(Exercise aim) Set down exactly each line of the entries below, beginning at the one that contains "#[cfg(test)]" and ending at the last, and no others.

(Records for the task)
*** Begin section ***

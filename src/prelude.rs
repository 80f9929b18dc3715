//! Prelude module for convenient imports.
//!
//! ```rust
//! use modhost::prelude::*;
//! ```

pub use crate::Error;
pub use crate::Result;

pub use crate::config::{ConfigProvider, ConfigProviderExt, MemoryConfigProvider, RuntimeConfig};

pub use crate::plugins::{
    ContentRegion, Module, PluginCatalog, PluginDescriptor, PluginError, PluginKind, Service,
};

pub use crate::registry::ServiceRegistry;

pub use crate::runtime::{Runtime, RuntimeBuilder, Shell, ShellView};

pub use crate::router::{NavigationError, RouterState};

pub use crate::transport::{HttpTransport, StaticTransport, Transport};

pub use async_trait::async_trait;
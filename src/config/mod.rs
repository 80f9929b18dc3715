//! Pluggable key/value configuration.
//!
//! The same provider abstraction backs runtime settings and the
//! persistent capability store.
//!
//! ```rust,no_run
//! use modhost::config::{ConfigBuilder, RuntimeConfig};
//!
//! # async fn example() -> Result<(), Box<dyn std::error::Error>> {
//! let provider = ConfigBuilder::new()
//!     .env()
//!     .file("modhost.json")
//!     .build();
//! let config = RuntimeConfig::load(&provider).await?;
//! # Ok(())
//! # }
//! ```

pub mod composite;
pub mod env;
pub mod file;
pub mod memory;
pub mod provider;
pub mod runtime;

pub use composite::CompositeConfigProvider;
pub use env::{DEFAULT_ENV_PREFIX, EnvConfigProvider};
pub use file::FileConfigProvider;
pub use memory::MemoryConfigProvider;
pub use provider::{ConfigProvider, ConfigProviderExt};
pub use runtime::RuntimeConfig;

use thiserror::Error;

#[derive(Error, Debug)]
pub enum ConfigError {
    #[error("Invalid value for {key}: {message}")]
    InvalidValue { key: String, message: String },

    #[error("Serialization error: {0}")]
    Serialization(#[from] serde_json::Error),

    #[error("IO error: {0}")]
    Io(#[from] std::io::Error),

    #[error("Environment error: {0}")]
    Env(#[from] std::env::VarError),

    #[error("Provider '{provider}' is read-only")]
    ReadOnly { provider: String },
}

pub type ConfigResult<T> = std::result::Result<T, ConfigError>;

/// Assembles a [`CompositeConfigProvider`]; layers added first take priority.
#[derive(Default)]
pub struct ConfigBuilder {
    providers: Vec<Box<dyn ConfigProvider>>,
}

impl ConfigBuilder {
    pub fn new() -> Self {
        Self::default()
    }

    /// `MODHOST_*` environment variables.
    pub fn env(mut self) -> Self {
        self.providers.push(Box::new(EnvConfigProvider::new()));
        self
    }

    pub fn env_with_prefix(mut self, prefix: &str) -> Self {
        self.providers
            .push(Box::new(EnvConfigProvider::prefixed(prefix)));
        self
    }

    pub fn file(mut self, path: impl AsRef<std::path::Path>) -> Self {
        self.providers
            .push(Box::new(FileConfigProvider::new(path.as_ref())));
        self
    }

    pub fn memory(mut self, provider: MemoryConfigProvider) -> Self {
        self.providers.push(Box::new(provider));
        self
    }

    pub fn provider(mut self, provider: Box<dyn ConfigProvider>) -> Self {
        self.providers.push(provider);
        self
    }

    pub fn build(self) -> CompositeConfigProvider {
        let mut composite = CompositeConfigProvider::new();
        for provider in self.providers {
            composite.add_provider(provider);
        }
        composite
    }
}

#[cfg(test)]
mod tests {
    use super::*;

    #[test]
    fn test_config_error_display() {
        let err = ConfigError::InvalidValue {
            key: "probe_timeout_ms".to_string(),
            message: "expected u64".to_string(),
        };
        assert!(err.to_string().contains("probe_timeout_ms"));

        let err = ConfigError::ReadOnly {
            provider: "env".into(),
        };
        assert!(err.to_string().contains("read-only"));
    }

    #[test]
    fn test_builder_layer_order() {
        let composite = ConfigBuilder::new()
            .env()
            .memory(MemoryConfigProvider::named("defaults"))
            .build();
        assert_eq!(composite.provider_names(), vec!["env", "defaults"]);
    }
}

*** End section ***

(Response to the task)
#[cfg(test)]
mod tests {
    use super::*;

    #[test]
    fn test_config_error_display() {
        let err = ConfigError::InvalidValue {
            key: "probe_timeout_ms".to_string(),
            message: "expected u64".to_string(),
        };
        assert!(err.to_string().contains("probe_timeout_ms"));

        let err = ConfigError::ReadOnly {
            provider: "env".into(),
        };
        assert!(err.to_string().contains("read-only"));
    }

    #[test]
    fn test_builder_layer_order() {
        let composite = ConfigBuilder::new()
            .env()
            .memory(MemoryConfigProvider::named("defaults"))
            .build();
        assert_eq!(composite.provider_names(), vec!["env", "defaults"]);
    }
}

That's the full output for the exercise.